How pharmaceutical research is navigating the data lake

A trend in large-scale data storage rigs cloud computing with advanced analytic software

by Rick Mullin
October 6, 2018 | A version of this story appeared in Volume 96, Issue 40

 

An illustration of a data lake.
Credit: C&EN/Shutterstock

With surfaces reflecting the world above while obscuring mysteries below, lakes have long beguiled scientists and poets alike. Alexander von Humboldt went to Lake Atitlán in Guatemala; Charles Darwin, to Tagua-Tagua in Chile. Henry David Thoreau lived on Walden Pond (a lake) in Massachusetts, Lord Byron entertained on Lake Geneva in Switzerland, and William Wordsworth roamed England’s Lake District. The urge to take temperatures, measure depths, catalog plants and animals, and commune with the eternal is easy to understand.

Lately, scientists in pharmaceutical research and development have fallen for a new kind of lake, one that is strictly metaphorical: The data lake.

Big data in drug research has reached the point where information hived in data warehouses serving individual departments—manufacturing, process design, quality management, drug discovery and development, clinical trials—can now be inexpensively stored in one large repository accessible to all, either through an in-house system or, more typically, via the cloud. Just as the cloud provides a conceptual device for understanding computing available from who knows where on the internet, the lake paints a picture of centralized, high-volume data storage and management.

The metaphor can be extended further. A lake’s complex ecosystem, composed of plant, animal, and abiotic elements, is analogous to the mix of data—alphanumerics, images, videos, handwritten notes—that resides in a data lake. And the common demise of lakes—degeneration into swamps—is an apt metaphor for the failure to establish rapid streams whereby data can be entered, accessed, routed, updated, reentered, and eliminated as needed.

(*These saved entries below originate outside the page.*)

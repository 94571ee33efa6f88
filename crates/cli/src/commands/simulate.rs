//! Sweep settlement prices and print the P&L table.

use anyhow::Result;
use clap::Args;
use hedge_sim_core::{compute_payoff_series, AppConfig, EtfHolding, PriceGrid};
use hedge_sim_quotes::{resolve_market, MarketSnapshot, YahooQuoteSource};
use rust_decimal::Decimal;

use super::open_store;
use crate::format;

/// Arguments for the simulate command.
#[derive(Args, Debug, Clone)]
pub struct SimulateArgs {
    /// Center index level for the sweep; fetched when omitted
    #[arg(long)]
    pub center: Option<Decimal>,

    /// Half-width of the sweep in index points
    #[arg(long)]
    pub range: Option<Decimal>,

    /// Grid spacing in index points
    #[arg(long)]
    pub step: Option<Decimal>,

    /// Skip quote fetches and use the configured fallback constants
    #[arg(long)]
    pub offline: bool,
}

/// Runs the simulate command.
///
/// # Errors
/// Returns an error for invalid sweep parameters or an unreadable snapshot
/// file.
pub async fn run_simulate(args: SimulateArgs, config: &AppConfig) -> Result<()> {
    let (_file, store) = open_store(config)?;

    let market = if args.offline {
        MarketSnapshot {
            index_level: config.market.fallback_index,
            etf_price: config.market.fallback_etf_price,
            index_stale: true,
            etf_stale: true,
        }
    } else {
        let source = YahooQuoteSource::from_config(&config.market);
        resolve_market(&source, &config.market).await
    };

    let (center, center_stale) = match args.center {
        Some(center) => (center, false),
        None => (market.index_level, market.index_stale),
    };
    let range = args.range.unwrap_or(config.sim.default_range);
    let step = args.step.unwrap_or(config.sim.default_step);
    let grid = PriceGrid::new(center, range, step)?;

    // A holding saved before any price was known carries price zero; value
    // it at the resolved market price instead.
    let stored = store.holding();
    let (holding, price_stale) = if stored.lots > Decimal::ZERO
        && stored.current_price <= Decimal::ZERO
    {
        (
            EtfHolding {
                lots: stored.lots,
                avg_cost: stored.avg_cost,
                current_price: market.etf_price,
            },
            market.etf_stale,
        )
    } else {
        (stored.clone(), false)
    };

    let points = grid.points();
    let series = compute_payoff_series(&holding, store.legs(), &points, center, &config.contract);

    println!(
        "Sweep {} .. {} (center {}{}, step {})",
        format::price(grid.lower_bound()),
        format::price(grid.upper_bound()),
        format::price(center),
        format::stale_marker(center_stale),
        format::price(step),
    );
    if holding.lots > Decimal::ZERO {
        println!(
            "ETF: {} lots @ cost {}, price {}{}",
            holding.lots,
            format::price(holding.avg_cost),
            format::price(holding.current_price),
            format::stale_marker(price_stale),
        );
    }
    println!(
        "premium: received {} / paid {} / net {}",
        format::signed(series.premium.received),
        format::signed(-series.premium.paid),
        format::signed(series.premium.net),
    );
    println!();
    println!(
        "{:>10} {:>8} {:>12} {:>12} {:>12}",
        "settle", "change", "etf", "options", "combined"
    );
    for (i, point) in points.iter().enumerate() {
        println!(
            "{:>10} {:>8} {:>12} {:>12} {:>12}",
            format::price(*point),
            format::signed(*point - center),
            format::signed(series.etf[i]),
            format::signed(series.options[i]),
            format::signed(series.combined[i]),
        );
    }

    Ok(())
}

“Data lakes are hard to do right,” says Philip Ross, director of translational bioinformatics data science at Bristol-Myers Squibb, one of several large pharmaceutical companies converting disparate data storage systems to large repositories. “And it’s evolving. We want to make sure we are at the forefront of the evolution. It’s explosive right now.”

BMS is currently establishing several data lakes connected by software that facilitates data mining. The company hopes to increase speed and efficiency of research through a system of collecting, processing, and analyzing large stores of data to support, for example, detection of biomarker signals that could help determine whether a drug is safe and effective in patients.

Speed is a matter of multitasking made possible with central data storage, Ross says, allowing access to a broad range of data to accelerate research.

We want to make sure we are at the forefront of the evolution. It’s explosive right now.
Philip Ross, director of translational bioinformatics data science, Bristol-Myers Squibb

Krista McKee, director of data analytics at Takeda Pharmaceutical, is also experimenting with data lakes. “Right now we are working on efficient presentation of data to eliminate unnecessary time spent searching through it all,” she explains. “We are pursuing it further to see where we can get into machine learning,” she says, referring to a variety of artificial intelligence whereby data processing becomes self-directing over time.

McKee spearheaded development of a tool called Platypus that combs through the data in Takeda’s lake to identify, extract, and route pertinent information to researchers or medical reviewers. McKee likens the process to electroreception, the means by which the tool’s namesake monotreme finds food in the murky depths of streams and rivers.

Meanwhile, Amgen is coordinating two data lakes, one covering process development, quality control, and manufacturing; the other, clinical trials. Researchers can access data from both lakes, according to Janet Cheetham, executive director of process development, who is leading the digital and data transformation program at the company.

A woman at a conference room table sits before an open laptop computer.
Credit: Courtesy of Krista McKee
Takeda's Krista McKee has developed a data-foraging tool, Platypus, that mimics the monotreme's means of finding food in muddy stream beds.
Photo of a man leaning on a walkway banister in a corporate lobby.
Credit: Bristol-Myers Squibb
Bristol-Myers Squibb's Philip Ross sees the data lake rising as both research and information technology evolve.

When considering data lake architecture, “there are two things to think about,” Cheetham says. “There is what sits underneath the lake—the storage system. And there is what’s on top of the lake—the presentation layer, the analytics.” Amgen’s lakes communicate via the analytics system.

Storage is the easy part, Cheetham explains. Cloud storage, she says, provides infinite capacity at a very low cost, so information from drug development to commercialization can be gathered in one place rather than reside in silos separated by department. “It completely revolutionizes how you think about these data,” Cheetham says.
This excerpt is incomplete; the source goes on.